• TASK DIRECTIONS: Wherever the listing has a line with the string "Deserialize", copy that line out.

• PROVIDED MATERIAL:
------------------------------------------------

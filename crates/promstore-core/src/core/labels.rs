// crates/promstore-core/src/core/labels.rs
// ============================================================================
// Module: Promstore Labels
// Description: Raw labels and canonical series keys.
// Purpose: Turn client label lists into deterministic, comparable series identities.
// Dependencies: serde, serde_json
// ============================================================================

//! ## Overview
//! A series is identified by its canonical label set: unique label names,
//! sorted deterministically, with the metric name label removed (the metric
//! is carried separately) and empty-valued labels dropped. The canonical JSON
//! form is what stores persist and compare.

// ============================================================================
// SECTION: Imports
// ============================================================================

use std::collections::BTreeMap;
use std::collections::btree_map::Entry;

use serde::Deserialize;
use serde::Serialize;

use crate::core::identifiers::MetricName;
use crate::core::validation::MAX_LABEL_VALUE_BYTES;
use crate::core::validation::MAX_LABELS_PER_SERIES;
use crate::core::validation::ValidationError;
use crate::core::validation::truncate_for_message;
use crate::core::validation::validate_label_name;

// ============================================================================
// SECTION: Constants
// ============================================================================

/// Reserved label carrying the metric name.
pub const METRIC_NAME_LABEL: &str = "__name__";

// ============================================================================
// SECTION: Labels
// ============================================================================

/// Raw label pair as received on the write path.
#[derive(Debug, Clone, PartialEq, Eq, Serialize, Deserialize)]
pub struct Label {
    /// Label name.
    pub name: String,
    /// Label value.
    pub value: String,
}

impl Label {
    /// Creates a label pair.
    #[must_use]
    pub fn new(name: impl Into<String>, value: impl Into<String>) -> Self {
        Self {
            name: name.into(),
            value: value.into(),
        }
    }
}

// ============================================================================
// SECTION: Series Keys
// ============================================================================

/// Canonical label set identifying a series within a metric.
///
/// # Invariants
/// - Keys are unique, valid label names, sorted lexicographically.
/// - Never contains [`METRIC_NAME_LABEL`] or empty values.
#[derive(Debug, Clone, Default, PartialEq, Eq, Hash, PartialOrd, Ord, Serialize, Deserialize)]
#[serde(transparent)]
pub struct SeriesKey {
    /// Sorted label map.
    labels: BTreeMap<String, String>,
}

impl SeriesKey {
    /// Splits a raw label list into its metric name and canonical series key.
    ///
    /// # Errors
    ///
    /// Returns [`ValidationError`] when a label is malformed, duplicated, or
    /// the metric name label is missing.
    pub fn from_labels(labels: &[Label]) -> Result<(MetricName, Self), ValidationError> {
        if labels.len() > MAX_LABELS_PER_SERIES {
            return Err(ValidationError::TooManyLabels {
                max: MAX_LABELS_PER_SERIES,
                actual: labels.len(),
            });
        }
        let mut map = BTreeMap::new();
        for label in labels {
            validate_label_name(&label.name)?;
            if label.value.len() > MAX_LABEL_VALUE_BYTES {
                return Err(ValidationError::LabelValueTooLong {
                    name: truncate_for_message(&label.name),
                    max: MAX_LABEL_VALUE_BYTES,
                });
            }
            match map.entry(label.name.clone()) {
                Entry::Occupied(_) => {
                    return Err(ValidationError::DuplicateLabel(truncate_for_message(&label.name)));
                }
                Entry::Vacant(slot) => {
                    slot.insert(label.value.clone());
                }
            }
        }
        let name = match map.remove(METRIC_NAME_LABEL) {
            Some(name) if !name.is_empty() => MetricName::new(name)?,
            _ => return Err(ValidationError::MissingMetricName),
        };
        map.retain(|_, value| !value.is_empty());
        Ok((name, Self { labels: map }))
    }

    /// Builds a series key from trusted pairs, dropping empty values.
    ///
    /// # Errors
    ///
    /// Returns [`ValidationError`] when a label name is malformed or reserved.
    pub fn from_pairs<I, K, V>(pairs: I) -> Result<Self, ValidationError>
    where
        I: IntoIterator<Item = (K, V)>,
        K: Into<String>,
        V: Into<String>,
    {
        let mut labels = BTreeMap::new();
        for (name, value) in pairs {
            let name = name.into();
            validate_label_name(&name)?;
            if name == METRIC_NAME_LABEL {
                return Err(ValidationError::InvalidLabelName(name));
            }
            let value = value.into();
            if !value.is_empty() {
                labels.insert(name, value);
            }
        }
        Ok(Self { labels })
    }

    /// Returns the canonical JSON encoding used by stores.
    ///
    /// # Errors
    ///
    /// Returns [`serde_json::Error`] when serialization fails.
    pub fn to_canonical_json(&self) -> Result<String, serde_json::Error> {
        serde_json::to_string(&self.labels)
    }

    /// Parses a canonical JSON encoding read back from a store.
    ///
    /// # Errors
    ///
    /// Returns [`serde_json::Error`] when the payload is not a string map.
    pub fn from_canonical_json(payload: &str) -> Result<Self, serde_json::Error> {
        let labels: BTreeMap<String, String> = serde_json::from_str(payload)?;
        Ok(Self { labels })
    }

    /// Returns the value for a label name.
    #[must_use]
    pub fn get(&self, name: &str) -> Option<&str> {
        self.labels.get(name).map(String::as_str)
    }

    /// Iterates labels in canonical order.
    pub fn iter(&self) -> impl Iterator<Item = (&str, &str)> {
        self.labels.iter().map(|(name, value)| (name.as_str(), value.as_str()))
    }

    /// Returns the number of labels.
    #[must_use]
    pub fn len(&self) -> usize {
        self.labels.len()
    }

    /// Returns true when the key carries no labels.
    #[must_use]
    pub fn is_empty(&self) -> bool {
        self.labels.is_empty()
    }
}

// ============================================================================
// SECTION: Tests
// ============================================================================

------------------------------------------------

• SOLUTION:
use serde::Deserialize;
#[derive(Debug, Clone, PartialEq, Eq, Serialize, Deserialize)]
#[derive(Debug, Clone, Default, PartialEq, Eq, Hash, PartialOrd, Ord, Serialize, Deserialize)]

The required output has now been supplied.